Dalla fine degli anni Cinquanta confluiscono nei macchiaioli altre importanti figure di artisti che contribuiranno a caratterizzare in modo indelebile la corrente: Giovanni Fattori, Raffaello Sernesi,  Giovanni Nino Costa,  Federico Zandomeneghi,  Silvestro Lega,  Giovanni Boldini, e di tanti altri poi considerati dalla critica “minori”.
Ed è  proprio in questi anni, con la guerra del 1859  e la fine del Granducato di Toscana e poi nel 1860 con l’Impresa dei Mille, che si apre un altro decennale e decisivo capitolo del movimento, riguardante non solo la ricerca pittorica, ma anche una partecipazione attiva di molti macchiaioli  alla battaglie del Risorgimento.
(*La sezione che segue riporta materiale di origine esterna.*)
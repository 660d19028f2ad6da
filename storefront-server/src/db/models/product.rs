//! Product Model

use super::serde_helpers;
use serde::{Deserialize, Serialize};
use surrealdb::RecordId;

/// Product entity
#[derive(Debug, Clone, Serialize, Deserialize)]
pub struct Product {
    #[serde(default, with = "serde_helpers::option_record_id")]
    pub id: Option<RecordId>,
    pub name: String,
    #[serde(default)]
    pub description: String,
    /// Image reference (path or URL, snapshotted onto order lines)
    #[serde(default)]
    pub image: String,
    /// Unit price in cents
    pub price: i64,
    /// Units available for sale, never negative
    pub stock: i64,
    pub is_active: bool,
    pub created_at: i64,
    pub updated_at: i64,
}

/// Create product payload
#[derive(Debug, Clone, Serialize, Deserialize)]
pub struct ProductCreate {
    pub name: String,
    pub description: Option<String>,
    pub image: Option<String>,
    /// Unit price in cents
    pub price: i64,
    pub stock: Option<i64>,
}

/// Update product payload
#[derive(Debug, Clone, Serialize, Deserialize)]
pub struct ProductUpdate {
    pub name: Option<String>,
    pub description: Option<String>,
    pub image: Option<String>,
    pub price: Option<i64>,
    /// Direct stock adjustment (catalog management, not the order path)
    pub stock: Option<i64>,
    pub is_active: Option<bool>,
}
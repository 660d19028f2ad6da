//! Notifier collaborator
//!
//! Order creation and status changes inform an external notification
//! service (which owns templating, delivery and retries). Every call from
//! this crate is best-effort: bounded by a timeout, logged on failure,
//! never surfaced to the caller.

use async_trait::async_trait;
use serde::Serialize;
use std::time::Duration;
use thiserror::Error;

use crate::db::models::OrderStatus;

/// What the notification is about
#[derive(Debug, Clone, Serialize, PartialEq, Eq)]
#[serde(tag = "intent", rename_all = "SCREAMING_SNAKE_CASE")]
pub enum NotificationIntent {
    OrderPlaced,
    StatusChanged { status: OrderStatus },
}

/// Outbound notification payload
#[derive(Debug, Clone, Serialize)]
pub struct Notification {
    pub recipient_email: String,
    pub recipient_name: String,
    #[serde(flatten)]
    pub intent: NotificationIntent,
    pub order_id: String,
    pub summary: String,
}

/// Notifier errors
#[derive(Debug, Error)]
pub enum NotifierError {
    #[error("Notification endpoint returned status {0}")]
    Endpoint(u16),

    #[error("Notification request failed: {0}")]
    Http(#[from] reqwest::Error),
}

#[async_trait]
pub trait Notifier: Send + Sync {
    async fn notify(&self, notification: &Notification) -> Result<(), NotifierError>;
}

/// Posts notifications as JSON to a configured HTTP endpoint
pub struct WebhookNotifier {
    client: reqwest::Client,
    endpoint: String,
}

impl WebhookNotifier {
    pub fn new(endpoint: String) -> Self {
        Self {
            client: reqwest::Client::new(),
            endpoint,
        }
    }
}

#[async_trait]
impl Notifier for WebhookNotifier {
    async fn notify(&self, notification: &Notification) -> Result<(), NotifierError> {
        let response = self
            .client
            .post(&self.endpoint)
            .json(notification)
            .send()
            .await?;
        if !response.status().is_success() {
            return Err(NotifierError::Endpoint(response.status().as_u16()));
        }
        Ok(())
    }
}

/// Used when no endpoint is configured
pub struct NoopNotifier;

#[async_trait]
impl Notifier for NoopNotifier {
    async fn notify(&self, notification: &Notification) -> Result<(), NotifierError> {
        tracing::debug!(
            order_id = %notification.order_id,
            recipient = %notification.recipient_email,
            "Notification skipped (no endpoint configured)"
        );
        Ok(())
    }
}

/// Fire a notification without letting its outcome affect the caller.
///
/// Failures and timeouts are logged and swallowed; retry belongs to the
/// notification service, not here.
pub async fn send_best_effort(notifier: &dyn Notifier, notification: Notification, timeout: Duration) {
    match tokio::time::timeout(timeout, notifier.notify(&notification)).await {
        Ok(Ok(())) => {}
        Ok(Err(e)) => {
            tracing::warn!(
                order_id = %notification.order_id,
                error = %e,
                "Notification failed"
            );
        }
        Err(_) => {
            tracing::warn!(
                order_id = %notification.order_id,
                timeout_ms = timeout.as_millis() as u64,
                "Notification timed out"
            );
        }
    }
}
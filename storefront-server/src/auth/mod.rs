//! Identity claims
//!
//! Credential validation lives in the fronting auth layer; this service
//! receives already-validated claims as trusted `x-auth-*` headers and
//! never checks a password or token signature itself.

mod extractor;

pub use extractor::OptionalUser;

/// Validated identity claims of the current shopper
#[derive(Debug, Clone)]
pub struct CurrentUser {
    pub id: String,
    pub name: String,
    pub email: String,
}
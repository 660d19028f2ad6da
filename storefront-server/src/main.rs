use storefront_server::{Config, Server, ServerState, print_banner, setup_environment};

#[tokio::main]
async fn main() -> Result<(), Box<dyn std::error::Error>> {
    // 1. Environment (dotenv, logging)
    setup_environment();

    print_banner();
    tracing::info!("Storefront server starting...");

    // 2. Configuration
    let config = Config::from_env();

    // 3. Server state (database, notifier, checkout services)
    let state = ServerState::initialize(&config).await?;

    // 4. HTTP server
    let server = Server::with_state(config, state);
    if let Err(e) = server.run().await {
        tracing::error!("Server error: {}", e);
        return Err(e.into());
    }

    Ok(())
}
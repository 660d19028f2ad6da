//! Health check routes
//!
//! | Path | Method | Auth |
//! |------|--------|------|
//! | /health | GET | none |

use axum::{Json, Router, extract::State, routing::get};
use serde::Serialize;

use crate::core::ServerState;

/// Health check router - public, no authentication
pub fn router() -> Router<ServerState> {
    Router::new().route("/health", get(health))
}

#[derive(Serialize)]
pub struct HealthResponse {
    /// "healthy" | "degraded"
    status: &'static str,
    version: &'static str,
    checks: HealthChecks,
}

#[derive(Serialize)]
pub struct HealthChecks {
    database: &'static str,
}

pub async fn health(State(state): State<ServerState>) -> Json<HealthResponse> {
    let database_ok = state.db.query("RETURN 1").await.is_ok();

    Json(HealthResponse {
        status: if database_ok { "healthy" } else { "degraded" },
        version: env!("CARGO_PKG_VERSION"),
        checks: HealthChecks {
            database: if database_ok { "ok" } else { "error" },
        },
    })
}
//! Server Implementation
//!
//! HTTP server startup and shutdown.

use http::Method;
use tower::ServiceBuilder;
use tower_http::cors::{Any, CorsLayer};
use tower_http::request_id::{MakeRequestUuid, PropagateRequestIdLayer, SetRequestIdLayer};
use tower_http::trace::TraceLayer;

use crate::core::{Config, Result, ServerState};

/// HTTP Server
pub struct Server {
    config: Config,
    state: Option<ServerState>,
}

impl Server {
    pub fn new(config: Config) -> Self {
        Self {
            config,
            state: None,
        }
    }

    /// Create server with existing state
    pub fn with_state(config: Config, state: ServerState) -> Self {
        Self {
            config,
            state: Some(state),
        }
    }

    pub async fn run(&self) -> Result<()> {
        let state = match &self.state {
            Some(s) => s.clone(),
            None => ServerState::initialize(&self.config).await?,
        };

        let cors = CorsLayer::new()
            .allow_origin(Any)
            .allow_headers(Any)
            .allow_methods([Method::GET, Method::POST, Method::PUT]);

        let app = crate::api::router()
            .layer(
                ServiceBuilder::new()
                    .layer(SetRequestIdLayer::x_request_id(MakeRequestUuid))
                    .layer(TraceLayer::new_for_http())
                    .layer(PropagateRequestIdLayer::x_request_id())
                    .layer(cors),
            )
            .with_state(state);

        let addr = std::net::SocketAddr::from(([0, 0, 0, 0], self.config.http_port));
        tracing::info!("Storefront server listening on {}", addr);

        let listener = tokio::net::TcpListener::bind(addr).await?;
        axum::serve(listener, app)
            .with_graceful_shutdown(async {
                let _ = tokio::signal::ctrl_c().await;
                tracing::info!("Shutting down...");
            })
            .await?;

        Ok(())
    }
}
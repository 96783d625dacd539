//! The state stack (spec §3, §4.2): an ordered stack of step frames, each
//! pairing an AST node, a scope, and per-node bookkeeping used to resume a
//! partially evaluated node across multiple `step()` calls.

use crate::ast::NodeRef;
use crate::completion::Completion;
use crate::object::ObjectRef;
use crate::scope::ScopeRef;
use crate::value::Value;

/// What a frame is advancing: either a real AST node from the program, or a
/// synthetic call the engine itself injects to invoke a getter, setter, or
/// resumed async callback without inventing a fake AST node for it (spec
/// §4.1 "records a pending getter call ... pushes a synthetic call frame").
#[derive(Clone)]
pub enum DispatchNode {
    Real(NodeRef),
    SyntheticCall { func: ObjectRef, this: Value, args: Vec<Value> },
}

/// A reference, produced while evaluating the left-hand side of an
/// assignment or `delete`/`typeof`/`++`/`--`: either a scope binding or an
/// object property (spec §4.2, AssignmentExpression/UpdateExpression).
#[derive(Clone, Debug)]
pub enum Reference {
    Binding { scope: ScopeRef, name: String },
    Property { object: Value, key: String },
}

/// A getter or setter invocation the dispatcher must push as a synthetic
/// call frame on the *next* step (spec §4.1, §4.2 point 4). Exactly one of
/// these may be pending at a time; leaving one unconsumed across a step
/// boundary is a programmer error (spec §4.2 point 4, §7.3).
#[derive(Clone, Debug)]
pub enum PendingAccessor {
    Get { func: ObjectRef, this: Value },
    Set { func: ObjectRef, this: Value, arg: Value },
}

/// Per-node-kind bookkeeping. Only the compound nodes that can pause across
/// a child evaluation need an entry; leaf nodes (`Literal`, `Identifier`,
/// `ThisExpression`, ...) complete in a single step with no extra state.
#[derive(Default)]
pub struct Bookkeeping {
    /// Index of the next child to evaluate, for nodes with an ordered list
    /// of sub-expressions/statements (Program/Block, SequenceExpression,
    /// ArrayExpression, ObjectExpression, CallExpression arguments, ...).
    pub child_index: usize,
    /// Accumulated child results, in evaluation order.
    pub operands: Vec<Value>,
    /// Loop/switch bookkeeping (spec: `is_loop`, `is_switch`, `labels`).
    pub is_loop: bool,
    pub is_switch: bool,
    pub labels: Vec<String>,
    /// For `ForInStatement`: the remaining own-enumerable keys to visit and
    /// the set of keys already seen on a descendant (deduplicated across the
    /// prototype walk, spec §4.2 ForInStatement).
    pub for_in_keys: Vec<String>,
    pub for_in_seen: std::collections::HashSet<String>,
    pub for_in_object: Option<Value>,
    /// For `TryStatement`: the completion captured on entry with an active
    /// non-Normal completion (spec §4.3), and which phase is running.
    pub try_phase: TryPhase,
    pub captured_completion: Option<Completion>,
    /// For `SwitchStatement`: index of the matched case (or default) once
    /// found, and whether we are still searching for a match.
    pub switch_matched: Option<usize>,
    pub switch_default: Option<usize>,
    /// `SwitchStatement`: how many statements of the matched-case-onward
    /// consequent stream have already run.
    pub switch_body_pos: usize,
    pub switch_discriminant_ready: bool,
    /// A resolved reference, held between evaluating an assignment/update's
    /// left-hand side and applying the operator once the right-hand side
    /// (if any) has also been evaluated.
    pub reference: Option<Reference>,
    /// The `this` value and resolved callee for Call/New, captured before
    /// arguments are evaluated so evaluation order is observable left to
    /// right (spec §4.2 CallExpression/NewExpression).
    pub this_value: Option<Value>,
    pub callee: Option<Value>,
    /// `CallExpression`/`NewExpression` with a computed `MemberExpression`
    /// callee: true once the object has been evaluated and the property
    /// key expression is still pending (spec §4.2 CallExpression).
    pub callee_awaiting_key: bool,
    /// Set once a guest/native/async call has been dispatched, so a second
    /// step on the same frame does not double-invoke it.
    pub call_dispatched: bool,
    /// Async native calls: sentinel copied onto the engine as `paused_`.
    pub done_exec: bool,
    /// A getter/setter invocation this frame must push as a synthetic call
    /// frame on its next step (spec §4.1, §4.2 point 4). Consumed (set back
    /// to `None`) the step after it is recorded; a handler that returns
    /// leaving this set twice in a row is a programmer error (spec §7.3).
    pub pending_accessor: Option<PendingAccessor>,
}

#[derive(Default, Clone, Copy, PartialEq, Eq, Debug)]
pub enum TryPhase {
    #[default]
    Block,
    Catch,
    Finally,
    Done,
}

pub struct Frame {
    pub node: DispatchNode,
    pub scope: ScopeRef,
    pub result: Value,
    pub book: Bookkeeping,
    /// Set by `unwind` when a non-Normal completion passes through; consumed
    /// by the frame's own handler on its next step (spec §4.3).
    pub completion: Option<Completion>,
    /// True once this frame has produced its final result and should be
    /// popped on the next step rather than dispatched again.
    pub done: bool,
}

impl Frame {
    pub fn new(node: NodeRef, scope: ScopeRef) -> Frame {
        Frame {
            node: DispatchNode::Real(node),
            scope,
            result: Value::Undefined,
            book: Bookkeeping::default(),
            completion: None,
            done: false,
        }
    }

    pub fn new_synthetic_call(func: ObjectRef, this: Value, args: Vec<Value>, scope: ScopeRef) -> Frame {
        Frame {
            node: DispatchNode::SyntheticCall { func, this, args },
            scope,
            result: Value::Undefined,
            book: Bookkeeping::default(),
            completion: None,
            done: false,
        }
    }
}
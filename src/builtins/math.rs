//! `Math` (spec §4.5 layer 1).

use super::arg;
use crate::engine::Engine;
use crate::object::GuestObject;
use crate::value::Value;

pub(crate) fn install(engine: &mut Engine) {
    let math = GuestObject::new("Object", Some(engine.protos.object.clone()));

    math.borrow_mut().define_data("PI", Value::Num(std::f64::consts::PI), false, false, false);
    math.borrow_mut().define_data("E", Value::Num(std::f64::consts::E), false, false, false);
    math.borrow_mut().define_data("LN2", Value::Num(std::f64::consts::LN_2), false, false, false);
    math.borrow_mut().define_data("LN10", Value::Num(std::f64::consts::LN_10), false, false, false);
    math.borrow_mut().define_data("LOG2E", Value::Num(std::f64::consts::LOG2_E), false, false, false);
    math.borrow_mut().define_data("LOG10E", Value::Num(std::f64::consts::LOG10_E), false, false, false);
    math.borrow_mut().define_data("SQRT2", Value::Num(std::f64::consts::SQRT_2), false, false, false);
    math.borrow_mut().define_data("SQRT1_2", Value::Num(std::f64::consts::FRAC_1_SQRT_2), false, false, false);

    macro_rules! unary {
        ($name:expr, $f:expr) => {
            super::define_method(engine, &math, $name, 1, |_engine, _this, args| Ok(Value::Num(($f)(arg(args, 0).to_number_primitive()))));
        };
    }

    unary!("abs", f64::abs);
    unary!("floor", f64::floor);
    unary!("ceil", f64::ceil);
    unary!("sqrt", f64::sqrt);
    unary!("log", f64::ln);
    unary!("exp", f64::exp);
    unary!("sin", f64::sin);
    unary!("cos", f64::cos);
    unary!("tan", f64::tan);

    super::define_method(engine, &math, "round", 1, |_engine, _this, args| {
        let n = arg(args, 0).to_number_primitive();
        Ok(Value::Num((n + 0.5).floor()))
    });

    super::define_method(engine, &math, "max", 2, |_engine, _this, args| {
        if args.is_empty() {
            return Ok(Value::Num(f64::NEG_INFINITY));
        }
        let mut m = f64::NEG_INFINITY;
        for a in args {
            let n = a.to_number_primitive();
            if n.is_nan() {
                return Ok(Value::Num(f64::NAN));
            }
            if n > m {
                m = n;
            }
        }
        Ok(Value::Num(m))
    });

    super::define_method(engine, &math, "min", 2, |_engine, _this, args| {
        if args.is_empty() {
            return Ok(Value::Num(f64::INFINITY));
        }
        let mut m = f64::INFINITY;
        for a in args {
            let n = a.to_number_primitive();
            if n.is_nan() {
                return Ok(Value::Num(f64::NAN));
            }
            if n < m {
                m = n;
            }
        }
        Ok(Value::Num(m))
    });

    super::define_method(engine, &math, "pow", 2, |_engine, _this, args| {
        Ok(Value::Num(arg(args, 0).to_number_primitive().powf(arg(args, 1).to_number_primitive())))
    });

    super::define_method(engine, &math, "atan2", 2, |_engine, _this, args| {
        Ok(Value::Num(arg(args, 0).to_number_primitive().atan2(arg(args, 1).to_number_primitive())))
    });

    super::define_method(engine, &math, "random", 0, |engine, _this, _args| Ok(Value::Num(engine.next_random())));

    engine.global_object.borrow_mut().define_data("Math", Value::Obj(math), true, false, true);
}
Borrani, Cabianca, Signorini, Martelli partirono volontari nel 1859, gli ultimi due con Garibaldi, come fu nel 1860 col Generale, Abbati, che nella Campagna meridionale perderà l'occhio destro, mentre Martelli tornerà con l’Eroe in quel fatale 1866, lo stesso in cui Sernesi, ferito e catturato in battaglia morirà a Bolzano prigioniero degli Austriaci a soli ventisette anni. Anche nel 1867 il romano Nino Costa, garibaldino convinto, che tanta influenza esercitò  sulla pittura dei fiorentini ed in particolare su Fattori, sarà col Generale a Mentana, come lo era stato  nel 1848 durante la Repubblica Romana e sarà, tra l'altro, uno dei primi ad entrare in Roma liberata dal potere pontificio nel '70.
Ma anche chi non partì in questi frangenti, darà poi il suo contributo sul piano artistico, ed è questo ad esempio il caso di Giovanni Fattori, pittore livornese (insieme con Signorini e Cecioni, teorico del gruppo) che anche se non si misurò sui campi di battaglia, fu in molti modi, fin dal ’48, sempre dalla parte dei patrioti, traendo ispirazione per tutto il resto del suo percorso artistico dai temi e soggetti di ambiente militare, destinati a divenire l’aspetto più noto, ma forse – fatte salve due o tre opere – non migliore, della sua produzione. Risultò, tra l’altro,  vincitore del famoso concorso, promosso alla fine del 1859 da Bettino Ricasoli,  riservato ad opere artistiche che si collegassero al soggetto militare risorgimentale, filone nel quale poi si confronteranno un po’ tutti i macchiaioli, da Lega a Signorini. Dell’opera di Fattori vale la pena qui ricordare, tra i tanti suoi famosi dipinti “militari”, il noto, semplicissimo e straordinario In vedetta con i tre soldati a cavallo che vengono quasi proiettati contro il muro calcinato e l’orizzonte piatto per il calore, e l’aspra immagine deLo staffato, opera tarda del 1880, che possiamo decifrare anche come simbolo dei sentimenti di dramma e di disagio suscitati in lui dal tradimento degli ideali del Risorgimento, nella quale un cavalleggero viene trascinato a morte dal cavallo che lo ha disarcionato lasciando sul terreno ampie strisce del suo sangue.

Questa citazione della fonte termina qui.